Background information
- Also known as: Twinkle Ripley
- Born: Lynn Annette Ripley 15 July 1948 Surbiton, Surrey, England
- Died: 21 May 2015 (aged 66) Isle of Wight, England
- Genres: Pop
- Occupation: Singer-songwriter
- Instrument: Vocals
- Years active: 1963–1980s
- Label: Decca

= Twinkle (singer) =

English singer-songwriter (1948–2015)

Lynn Annette Ripley (15 July 1948 – 21 May 2015), known professionally as Twinkle, was an English singer-songwriter. She had chart success in the 1960s with her songs "Terry" and "Golden Lights".

==Early life==
Born in Surbiton, Surrey, into a well-to-do family, Ripley was known to her family as Twinkle. She attended Queen's Gate School with Camilla Shand, later Queen Consort of the United Kingdom, and was the aunt of actress Fay Ripley.

==Career==
Twinkle owed her rapid entry into the recording studio at the age of 16 to her then-boyfriend Dec Cluskey, of the popular vocal group The Bachelors, who was introduced to her by her sister, music journalist Dawn James, and who passed on to his manager a demo that Twinkle's father played to him. Her song Terry was a teenage tragedy song about the death of a boyfriend in a motorcycle crash. Big Jim Sullivan, Jimmy Page and Bobby Graham were among the session musicians who played on the recording, which conjured up a dark mood with its doleful backing vocals, spooky organ, 12-string guitar and slow, emphatic rhythm arranged by Phil Coulter. The theme was of a common type for the era: it bore some similarities to the Shangri-Las' slightly earlier "Leader of the Pack" (1964), but the record caused a furore, accusations of bad taste leading to a ban from the BBC.
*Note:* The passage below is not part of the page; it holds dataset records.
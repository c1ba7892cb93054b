//! Graph nodes: parameters, resources and outputs.

use indexmap::IndexMap;

use crate::id::LogicalId;
use crate::value::{Scalar, Value};

/// Declarative description of a template parameter.
#[derive(Debug, Clone, Default)]
pub struct ParameterSpec {
    /// Parameter type in the target format (`String`, `Number`, ...).
    pub param_type: String,
    pub description: Option<String>,
    pub default: Option<Scalar>,
    pub allowed_values: Vec<Scalar>,
}

impl ParameterSpec {
    pub fn string(description: impl Into<String>) -> Self {
        Self {
            param_type: "String".to_string(),
            description: Some(description.into()),
            ..Self::default()
        }
    }

    pub fn with_default(mut self, default: impl Into<String>) -> Self {
        self.default = Some(Scalar::String(default.into()));
        self
    }

    pub fn with_allowed_values<I, S>(mut self, values: I) -> Self
    where
        I: IntoIterator<Item = S>,
        S: Into<String>,
    {
        self.allowed_values = values
            .into_iter()
            .map(|v| Scalar::String(v.into()))
            .collect();
        self
    }
}

/// What a node is. Outputs keep their value in `attributes["Value"]` so every
/// kind shares one attribute scan for dependency edges.
#[derive(Debug, Clone)]
pub enum NodeKind {
    Parameter(ParameterSpec),
    Resource { resource_type: String },
    Output {
        description: Option<String>,
        /// Export name for cross-stack consumption, `<stackName><logicalName>`.
        export: Option<String>,
    },
}

/// One node in a template graph. Immutable once added to a template.
#[derive(Debug, Clone)]
pub struct Node {
    pub id: LogicalId,
    pub kind: NodeKind,
    pub attributes: IndexMap<String, Value>,
    /// Explicit ordering hints on top of the derived reference edges.
    pub depends_on: Vec<LogicalId>,
}

impl Node {
    /// Every same-template node this node depends on, derived from its
    /// attributes plus explicit `depends_on` hints. Scan order is attribute
    /// insertion order, then hint order.
    pub fn references(&self) -> Vec<&LogicalId> {
        let mut out = Vec::new();
        for value in self.attributes.values() {
            out.extend(value.references());
        }
        out.extend(self.depends_on.iter());
        out
    }

    /// Every declared cross-stack reference in this node's attributes.
    pub fn nested_references(&self) -> Vec<(&LogicalId, &str)> {
        let mut out = Vec::new();
        for value in self.attributes.values() {
            out.extend(value.nested_references());
        }
        out
    }

    /// Export name, if this is an exported output.
    pub fn export(&self) -> Option<&str> {
        match &self.kind {
            NodeKind::Output { export, .. } => export.as_deref(),
            _ => None,
        }
    }
}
The follow-up, Golden Lights, was also written by Twinkle, with a B-side again by producer Tommy Scott. By then Cluskey was her ex-boyfriend: Twinkle dated Peter Noone in 1965. The lyric expresses disillusionment with the pop business: her EP track "A Lonely Singing Doll", the English-language version of France Gall's 1965 winning Eurovision Song Contest song for Luxembourg, "Poupée de cire, poupée de son", originally written by Serge Gainsbourg, returned to a theme similar to "Golden Lights". "Johnny" continued to explore dangerous territory, this time that of a childhood friend who becomes a criminal, but it seems the pressure to produce "another Terry" led her producers to pass over her own material, for "Tommy", a song written for Reparata and the Delrons and "The End of the World" a tune composed for Skeeter Davis. Twinkle made few live appearances but performed Terry at the annual New Musical Express hit concerts. After recording six singles for Decca Records she "retired" at the age of eighteen in 1966.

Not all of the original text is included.